This paper was coauthored by an international group of
researchers—Kaye Middleton Fillmore (U.S.), William C Kerr
(U.S.), Tim Stockwell (Canada), Tanya Chikritzhs
(Australia), Alan Bostrom (U.S.)—whose research challenged
an "established fact" accepted by most scientists and the
public at large. The "established fact" was that the use of
alcohol prevents the incidence of coronary heart disease. We
believe that citations of our paper result from our paper
re-opening the debate on this issue—and also because the
extent of alcohol’s cardioprotective effect is at the core
of debates around contemporary alcohol policy.
Does
it describe a new discovery, methodology, or synthesis of
knowledge?
We used meta-analysis to evaluate whether there was a
systematic misclassification error in 54 published studies
evaluating all-cause mortality and coronary heart disease
mortality. The great majority of these suggest that
abstainers were at higher risk for premature death, meaning,
in turn, that moderate drinkers were "protected" against
coronary heart disease. The errors we evaluated were whether
former drinkers and occasional drinkers were combined with
long-term abstainers.
The rationale was that these two groups contained a great
many people whose drinking had declined or terminated
because, with increasing age, they had become ill or frail
or were using medications. Our meta-analysis suggested that,
when studies were without the error evaluated, alcohol did
not "protect" against premature death for coronary heart
disease or death in general. As such, the paper attempts to
redefine appropriate methodology in alcohol epidemiology and
questions what had become a widely accepted synthesis of
existing knowledge.
Would
you summarize the significance of your paper in layman’s terms?
First and foremost, people don’t have to think they need
to drink alcohol to prevent premature death. There are other
alternatives to "thinning the blood" like an aspirin a day.

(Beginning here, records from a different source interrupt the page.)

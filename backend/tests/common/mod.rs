//! Shared fixtures for the integration tests: a scratch configuration, a
//! session on disk and fake renderers.

// Each test binary compiles this module separately and none of them uses
// every fixture.
#![allow(dead_code)]

use backend::config::Config;
use backend::services::render::{RenderJob, Renderer};
use backend::services::sessions::SessionFiles;
use std::error::Error;
use std::fs;
use std::path::PathBuf;

/// Renderer that writes a tiny fake document, optionally failing whenever a
/// row value equals `fail_for`.
pub struct FakeRenderer {
    pub fail_for: Option<String>,
}

impl FakeRenderer {
    pub fn succeeding() -> Self {
        Self { fail_for: None }
    }

    pub fn failing_on(value: &str) -> Self {
        Self {
            fail_for: Some(value.to_string()),
        }
    }
}

impl Renderer for FakeRenderer {
    fn render(&self, job: &RenderJob<'_>) -> Result<(), Box<dyn Error>> {
        if let Some(fail_for) = &self.fail_for {
            if job.values.values().any(|v| v == fail_for) {
                return Err(format!("rendering failed for {fail_for}").into());
            }
        }
        if let Some(parent) = job.output_path.parent() {
            fs::create_dir_all(parent)?;
        }
        fs::write(job.output_path, b"%PDF-1.4 fake certificate")?;
        Ok(())
    }
}

/// Renderer that fails for every row.
pub struct AlwaysFailRenderer;

impl Renderer for AlwaysFailRenderer {
    fn render(&self, _job: &RenderJob<'_>) -> Result<(), Box<dyn Error>> {
        Err("renderer is broken".into())
    }
}

/// Configuration rooted in a scratch directory, with its own database.
pub fn scratch_config(dir: &tempfile::TempDir) -> Config {
    let mut config = Config::default();
    config.base_dir = dir.path().to_path_buf();
    config.db_path = dir.path().join("certificates.sqlite");
    config.ensure_dirs().unwrap();
    config
}

/// Writes a template and dataset for `session_id` the way the analyze
/// endpoint would, returning their locations.
pub fn write_session(
    config: &Config,
    session_id: &str,
    template: &str,
    csv: &str,
) -> SessionFiles {
    let template_path: PathBuf = config
        .uploads_dir()
        .join(format!("{session_id}_template.txt"));
    let data_path: PathBuf = config.uploads_dir().join(format!("{session_id}_data.csv"));
    fs::write(&template_path, template).unwrap();
    fs::write(&data_path, csv).unwrap();
    SessionFiles {
        template: template_path,
        data: data_path,
        signature: None,
    }
}

/// A 10-row dataset whose fifth row carries the given marker value.
pub fn ten_row_csv(marker_row5: &str) -> String {
    let mut csv = String::from("Name,Course,Date\n");
    for i in 1..=10 {
        if i == 5 {
            csv.push_str(&format!("{marker_row5},Rust,2026-08-0{}\n", (i % 9) + 1));
        } else {
            csv.push_str(&format!("Person {i},Rust,2026-08-0{}\n", (i % 9) + 1));
        }
    }
    csv
}
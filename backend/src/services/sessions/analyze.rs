use actix_multipart::Multipart;
use actix_web::{web, HttpResponse, Responder};
use common::model::analyze::AnalyzeResponse;
use futures_util::StreamExt;
use std::fs::File;
use std::io::Write;
use std::path::{Path, PathBuf};
use uuid::Uuid;

use crate::config::Config;
use crate::error::GenerateError;
use crate::services::data_sources::{loader, mapping, placeholders};

/// Length of a session identifier.
const SESSION_ID_LEN: usize = 10;

pub(crate) async fn process(config: web::Data<Config>, payload: Multipart) -> impl Responder {
    match analyze_session(&config, payload).await {
        Ok(response) => HttpResponse::Ok().json(response),
        Err(err @ (GenerateError::InvalidInput(_)
        | GenerateError::SourceRead(_)
        | GenerateError::NoPlaceholders)) => {
            HttpResponse::BadRequest().json(serde_json::json!({ "error": err.to_string() }))
        }
        Err(err) => {
            HttpResponse::InternalServerError().json(serde_json::json!({ "error": err.to_string() }))
        }
    }
}

fn new_session_id() -> String {
    Uuid::new_v4().simple().to_string()[..SESSION_ID_LEN].to_string()
}

/// Extension of an uploaded filename including the dot, or `fallback`.
fn extension_or(filename: &str, fallback: &str) -> String {
    Path::new(filename)
        .extension()
        .and_then(|e| e.to_str())
        .map(|e| format!(".{e}"))
        .unwrap_or_else(|| fallback.to_string())
}

/// Streams one multipart field to `path`.
async fn save_field(
    field: &mut actix_multipart::Field,
    path: &Path,
) -> Result<(), GenerateError> {
    let mut file =
        File::create(path).map_err(|e| GenerateError::Internal(format!("save upload: {e}")))?;
    while let Some(chunk) = field.next().await {
        let chunk = chunk.map_err(|e| GenerateError::InvalidInput(e.to_string()))?;
        file.write_all(&chunk)
            .map_err(|e| GenerateError::Internal(format!("save upload: {e}")))?;
    }
    Ok(())
}

async fn analyze_session(
    config: &Config,
    mut payload: Multipart,
) -> Result<AnalyzeResponse, GenerateError> {
    let session_id = new_session_id();
    let mut template_path: Option<PathBuf> = None;
    let mut data_path: Option<PathBuf> = None;
    let mut signature_path: Option<PathBuf> = None;

    while let Some(item) = payload.next().await {
        let mut field = item.map_err(|e| GenerateError::InvalidInput(e.to_string()))?;
        let name = field
            .content_disposition()
            .and_then(|cd| cd.get_name().map(|n| n.to_string()));
        let filename = field
            .content_disposition()
            .and_then(|cd| cd.get_filename().map(|f| f.to_string()))
            .unwrap_or_default();

        let target = match name.as_deref() {
            Some("template") => Some(
                config
                    .uploads_dir()
                    .join(format!("{session_id}_template{}", extension_or(&filename, ".txt"))),
            ),
            Some("data") => Some(
                config
                    .uploads_dir()
                    .join(format!("{session_id}_data{}", extension_or(&filename, ".csv"))),
            ),
            Some("signature") if !filename.is_empty() => Some(
                config
                    .signatures_dir()
                    .join(format!("{session_id}_signature{}", extension_or(&filename, ".png"))),
            ),
            _ => None,
        };

        match target {
            Some(path) => {
                save_field(&mut field, &path).await?;
                match name.as_deref() {
                    Some("template") => template_path = Some(path),
                    Some("data") => data_path = Some(path),
                    _ => signature_path = Some(path),
                }
            }
            None => {
                // Drain unrecognized parts so the multipart stream stays in sync.
                while let Some(chunk) = field.next().await {
                    let _ = chunk.map_err(|e| GenerateError::InvalidInput(e.to_string()))?;
                }
            }
        }
    }

    let required = "Both a template and a data file are required.";
    let template = template_path
        .ok_or_else(|| GenerateError::InvalidInput(required.to_string()))?;
    let data = data_path.ok_or_else(|| GenerateError::InvalidInput(required.to_string()))?;

    let placeholder_keys = placeholders::extract_placeholders(&template)?;
    if placeholder_keys.is_empty() {
        return Err(GenerateError::NoPlaceholders);
    }
    let dataset = loader::load(&data)?;

    let (matched, unmatched) = mapping::compute_mapping(&dataset.columns, &placeholder_keys);
    let preview = dataset
        .rows
        .iter()
        .take(5)
        .map(|row| dataset.row_values(row))
        .collect();

    Ok(AnalyzeResponse {
        session_id,
        placeholders: placeholder_keys,
        columns: dataset.columns.clone(),
        matched,
        unmatched,
        total: dataset.rows.len(),
        preview,
        has_signature: signature_path.is_some(),
    })
}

Second, the paper has economic implications. For example,
the alcohol industry has used the notion that drinking
alcohol imparts specific benefits in order to help sell its
product. In summary, though, our paper says that the science
behind alcohol’s purported health benefits is not reliable
and more sophisticated methods are required to establish to
what extent moderate drinking is good for heart health.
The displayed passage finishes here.